Die Bauart entscheidet den Preis: Gelenkarm, Kassette, Pergola, Wintergarten. Je Art eine Seite mit Preisrahmen und Einsatzbereich erspart die Besichtigung, aus der nie ein Auftrag geworden wäre.
Motor, Sensor und App sind der Zusatz, der die Marge trägt, und werden namentlich gesucht. Wer sie erklärt, verkauft nicht nur die Markise, sondern die Ausstattung dazu.
Die Saison ist kurz und beginnt vor dem ersten warmen Wochenende.

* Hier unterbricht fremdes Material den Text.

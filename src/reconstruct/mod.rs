//! Anonymous route reconstruction
//!
//! Rebuilds logger bindings from the board's own configuration registers when
//! the client has no record of what it configured. Each logger's source is
//! followed backwards through processor configs until a raw signal is reached,
//! then the chain is replayed forwards to recover the logged frame's shape.
//!
//! The reads themselves are done by the board; [`Reconstructor`] only keeps
//! the dumps and says which processor configs are still missing.

use std::collections::{BTreeMap, BTreeSet, HashMap};

use serde::{Deserialize, Serialize};
use tracing::{debug, info};

use crate::error::{BoardError, Result};
use crate::logger::{BoundPart, LoggerBinding};
use crate::registry::opcodes::processor as proc_ops;
use crate::registry::ModuleId;
use crate::route::NodeKind;
use crate::signal::{catalog, DataAttributes, DataSignal, SignalShape, SourceAddress, ValueKind};

/// Separator between the segments of a synthetic name
pub const PATH_DELIMITER: &str = "/";

/// Longest processor chain followed before giving up
const MAX_CHAIN_DEPTH: usize = 32;

/// Logger config as read from `[0x0b, 0x82, id]`
#[derive(Debug, Clone, Copy, PartialEq, Eq)]
pub struct LoggerConfig {
    pub id: u8,
    pub source: SourceAddress,
    pub offset: u8,
    pub length: u8,
}

impl LoggerConfig {
    /// `None` for an unused slot (empty payload)
    pub fn parse(id: u8, payload: &[u8]) -> Result<Option<Self>> {
        match payload {
            [] => Ok(None),
            [module, register, index, attr, ..] => {
                let (offset, length) = DataAttributes::split_attr_byte(*attr);
                Ok(Some(Self {
                    id,
                    source: SourceAddress::from_bytes(*module, *register, *index),
                    offset,
                    length,
                }))
            }
            _ => Err(BoardError::Protocol(format!(
                "logger {} config too short: {:02x?}",
                id, payload
            ))),
        }
    }

    fn end(&self) -> u8 {
        self.offset + self.length
    }
}

/// Processor config as read from `[0x09, 0x82, id]`
#[derive(Debug, Clone, PartialEq, Eq)]
pub struct ProcessorConfig {
    pub id: u8,
    pub source: SourceAddress,
    pub offset: u8,
    pub length: u8,
    /// Starts at the type byte
    pub config: Vec<u8>,
}

impl ProcessorConfig {
    pub fn parse(id: u8, payload: &[u8]) -> Result<Self> {
        match payload {
            [module, register, index, attr, config @ ..] if !config.is_empty() => {
                let (offset, length) = DataAttributes::split_attr_byte(*attr);
                Ok(Self {
                    id,
                    source: SourceAddress::from_bytes(*module, *register, *index),
                    offset,
                    length,
                    config: config.to_vec(),
                })
            }
            _ => Err(BoardError::Protocol(format!(
                "processor {} config too short: {:02x?}",
                id, payload
            ))),
        }
    }
}

/// One processor between the root signal and a logger
#[derive(Debug, Clone, PartialEq, Serialize, Deserialize)]
pub struct ChainLink {
    pub processor_id: u8,
    pub kind: NodeKind,
    pub input: SignalShape,
    pub output: SignalShape,
}

/// A binding recovered from device state
#[derive(Debug, Clone, PartialEq, Serialize, Deserialize)]
pub struct AnonymousRoute {
    /// Raw signal the chain starts from
    pub root: DataSignal,
    /// Root to logger order
    pub chain: Vec<ChainLink>,
    pub binding: LoggerBinding,
}

impl AnonymousRoute {
    pub fn name(&self) -> &str {
        &self.binding.name
    }

    pub fn processor_ids(&self) -> impl Iterator<Item = u8> + '_ {
        self.chain.iter().map(|l| l.processor_id)
    }
}

/// Result of walking back from one source
struct Walk {
    root: DataSignal,
    chain: Vec<ChainLink>,
    /// Shape of the source's full output
    shape: SignalShape,
}

/// Collects register dumps and turns them into bindings
#[derive(Debug, Default)]
pub struct Reconstructor {
    loggers: Vec<LoggerConfig>,
    processors: BTreeMap<u8, ProcessorConfig>,
}

impl Reconstructor {
    pub fn new() -> Self {
        Self::default()
    }

    pub fn add_logger(&mut self, config: LoggerConfig) {
        self.loggers.push(config);
    }

    pub fn add_processor(&mut self, config: ProcessorConfig) {
        self.processors.insert(config.id, config);
    }

    pub fn logger_ids(&self) -> Vec<u8> {
        self.loggers.iter().map(|l| l.id).collect()
    }

    pub fn processor_ids(&self) -> Vec<u8> {
        self.processors.keys().copied().collect()
    }

    /// Processor ids referenced by a known config but not read yet, ascending
    pub fn missing_processors(&self) -> Vec<u8> {
        let mut wanted = BTreeSet::new();
        let sources = self
            .loggers
            .iter()
            .map(|l| l.source)
            .chain(self.processors.values().map(|p| p.source));
        for source in sources {
            if let Some(id) = source.processor_id() {
                wanted.insert(id);
            }
        }
        for processor in self.processors.values() {
            wanted.extend(NodeKind::fused_ids(&processor.config));
        }
        wanted
            .into_iter()
            .filter(|id| !self.processors.contains_key(id))
            .collect()
    }

    /// Build one binding per logger group, in ascending logger order
    ///
    /// Loggers reading adjacent, disjoint slices of the same source are
    /// merged into one multi-part binding.
    pub fn finish(&self) -> Result<Vec<AnonymousRoute>> {
        let mut loggers = self.loggers.clone();
        loggers.sort_by_key(|l| l.id);

        let mut groups: Vec<Vec<LoggerConfig>> = Vec::new();
        for logger in loggers {
            let frame_len = self.walk(logger.source, 0)?.shape.frame_len();
            let joinable = groups.iter_mut().find(|group| {
                let (first, last) = (group[0], group[group.len() - 1]);
                first.source == logger.source
                    && logger.offset == last.end()
                    && (logger.end() as usize) <= frame_len
            });
            match joinable {
                Some(group) => group.push(logger),
                None => groups.push(vec![logger]),
            }
        }

        let mut root_counts: HashMap<String, usize> = HashMap::new();
        let mut routes = Vec::with_capacity(groups.len());
        for group in groups {
            let first = group[0];
            let walk = self.walk(first.source, 0)?;
            let start = first.offset;
            let length = group.iter().map(|l| l.length).sum::<u8>();
            let shape = slice(&walk.shape, start, length);

            let root_name = match walk.chain.first() {
                // a processor reading one axis roots the chain at that component
                Some(link) if link.input.attributes.axes == 1 && walk.root.shape.attributes.axes > 1 => {
                    component_name(&walk.root, &link.input)
                }
                Some(_) => walk.root.name.clone(),
                None if shape.attributes.axes == 1 && walk.root.shape.attributes.axes > 1 => {
                    component_name(&walk.root, &shape)
                }
                None => walk.root.name.clone(),
            };
            let seen = root_counts.entry(root_name.clone()).or_insert(0);
            let root_segment = if *seen == 0 {
                root_name
            } else {
                format!("{}~{}", root_name, seen)
            };
            *seen += 1;

            let name = std::iter::once(root_segment)
                .chain(
                    walk.chain
                        .iter()
                        .map(|link| format!("{}?id={}", link.kind.tag(), link.processor_id)),
                )
                .collect::<Vec<_>>()
                .join(PATH_DELIMITER);

            let binding = LoggerBinding {
                name,
                route: None,
                terminal: None,
                source: first.source,
                shape,
                parts: group
                    .iter()
                    .map(|l| BoundPart {
                        logger_id: l.id,
                        offset: l.offset - start,
                        length: l.length,
                    })
                    .collect(),
            };
            debug!("reconstructed '{}' from loggers {:?}", binding.name, binding.parts);
            routes.push(AnonymousRoute {
                root: walk.root,
                chain: walk.chain,
                binding,
            });
        }
        info!("reconstructed {} logger bindings", routes.len());
        Ok(routes)
    }

    /// Follow `source` back to its raw root and replay the chain forwards
    fn walk(&self, source: SourceAddress, depth: usize) -> Result<Walk> {
        if depth > MAX_CHAIN_DEPTH {
            return Err(BoardError::Protocol(
                "processor chain too deep, configs may be cyclic".into(),
            ));
        }
        let Some(id) = processor_output(&source) else {
            let root = root_signal(&source);
            return Ok(Walk {
                shape: root.shape.clone(),
                root,
                chain: Vec::new(),
            });
        };

        let processor = self.processors.get(&id).ok_or_else(|| {
            BoardError::Protocol(format!("processor {} config was not read", id))
        })?;
        let upstream = self.walk(processor.source, depth + 1)?;
        let input = slice(&upstream.shape, processor.offset, processor.length);
        let kind = NodeKind::from_config(&processor.config, &input).ok_or_else(|| {
            BoardError::Protocol(format!(
                "processor {} has unrecognized config {:02x?}",
                id, processor.config
            ))
        })?;
        let fused = NodeKind::fused_ids(&processor.config)
            .into_iter()
            .map(|buffer| {
                self.walk(SourceAddress::processor(buffer), depth + 1)
                    .map(|w| w.shape)
            })
            .collect::<Result<Vec<_>>>()?;
        let output = kind.output_shape(&input, &fused);

        let mut chain = upstream.chain;
        chain.push(ChainLink {
            processor_id: id,
            kind,
            input,
            output: output.clone(),
        });
        Ok(Walk {
            root: upstream.root,
            chain,
            shape: output,
        })
    }
}

fn processor_output(source: &SourceAddress) -> Option<u8> {
    (source.module == ModuleId::DataProcessor as u8 && source.register == proc_ops::NOTIFY)
        .then(|| source.processor_id())
        .flatten()
}

/// Built-in signal producing `source`, or an opaque stand-in
fn root_signal(source: &SourceAddress) -> DataSignal {
    if let Some(signal) = catalog::lookup(source) {
        return signal;
    }
    if let Some(packed) = catalog::all().iter().find_map(|s| {
        let variant = s.packed?;
        (s.source.module == source.module && variant.register == source.register)
            .then(|| s.packed())
            .flatten()
    }) {
        return packed;
    }
    DataSignal::new(
        format!("register-{:02x}-{:02x}", source.module, source.register),
        *source,
        SignalShape {
            attributes: DataAttributes::scalar(4, false),
            scale: 1.0,
            kind: ValueKind::Opaque,
            wrappers: Vec::new(),
        },
    )
}

/// Shape of `length` bytes at `offset` into a frame of `shape`
fn slice(shape: &SignalShape, offset: u8, length: u8) -> SignalShape {
    let attrs = shape.attributes;
    let base = if shape.wrappers.is_empty() { attrs.offset } else { 0 };
    if offset == base && length as usize >= shape.frame_len() {
        return shape.clone();
    }
    if !shape.wrappers.is_empty() || shape.kind == ValueKind::Opaque {
        return SignalShape {
            attributes: DataAttributes {
                offset,
                ..DataAttributes::scalar(length, false)
            },
            scale: 1.0,
            kind: ValueKind::Opaque,
            wrappers: Vec::new(),
        };
    }
    let rel = offset.saturating_sub(attrs.offset);
    if attrs.axes > 1 && length == attrs.axis_len && rel % attrs.axis_len == 0 {
        if let Some(component) = attrs.component(rel / attrs.axis_len) {
            return SignalShape {
                attributes: component,
                ..shape.clone()
            };
        }
    }
    SignalShape {
        attributes: DataAttributes {
            offset,
            ..DataAttributes::scalar(length, attrs.signed)
        },
        ..shape.clone()
    }
}

fn component_name(root: &DataSignal, shape: &SignalShape) -> String {
    let attrs = root.shape.attributes;
    if attrs.axis_len == 0 {
        return root.name.clone();
    }
    let index = shape.attributes.offset.saturating_sub(attrs.offset) / attrs.axis_len;
    root.component(index)
        .map(|c| c.name)
        .unwrap_or_else(|_| root.name.clone())
}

Wer im Februar sichtbar ist, misst im April, montiert im Mai und arbeitet den Sommer über.
Das Aufmaß entscheidet, ob der Auftrag zustande kommt oder später ein Problem wird. Wer misst, ob das kostenlos ist, was passiert, wenn die Fassade eine Dämmung hat oder der Balkon nur eine dünne Brüstung, und welche Befestigung dann nötig wird. Ein Betrieb, der schreibt, dass er vor dem Angebot auf die Leiter steigt, wird nicht mehr mit einem Onlinepreis verglichen.
Der Stoff ist der Teil, den man erst nach drei Sommern beurteilt. Spinndüsengefärbtes Acryl bleicht kaum aus, ein billiges Polyester schon nach zwei Jahren; dazu Wasserdichtigkeit, Schmutzabweisung, was die Garantie auf Farbechtheit umfasst und wie man das Tuch reinigt, ohne die Imprägnierung zu zerstören. Wer das erklärt, verkauft die teurere Kollektion, ohne über den Preis zu reden.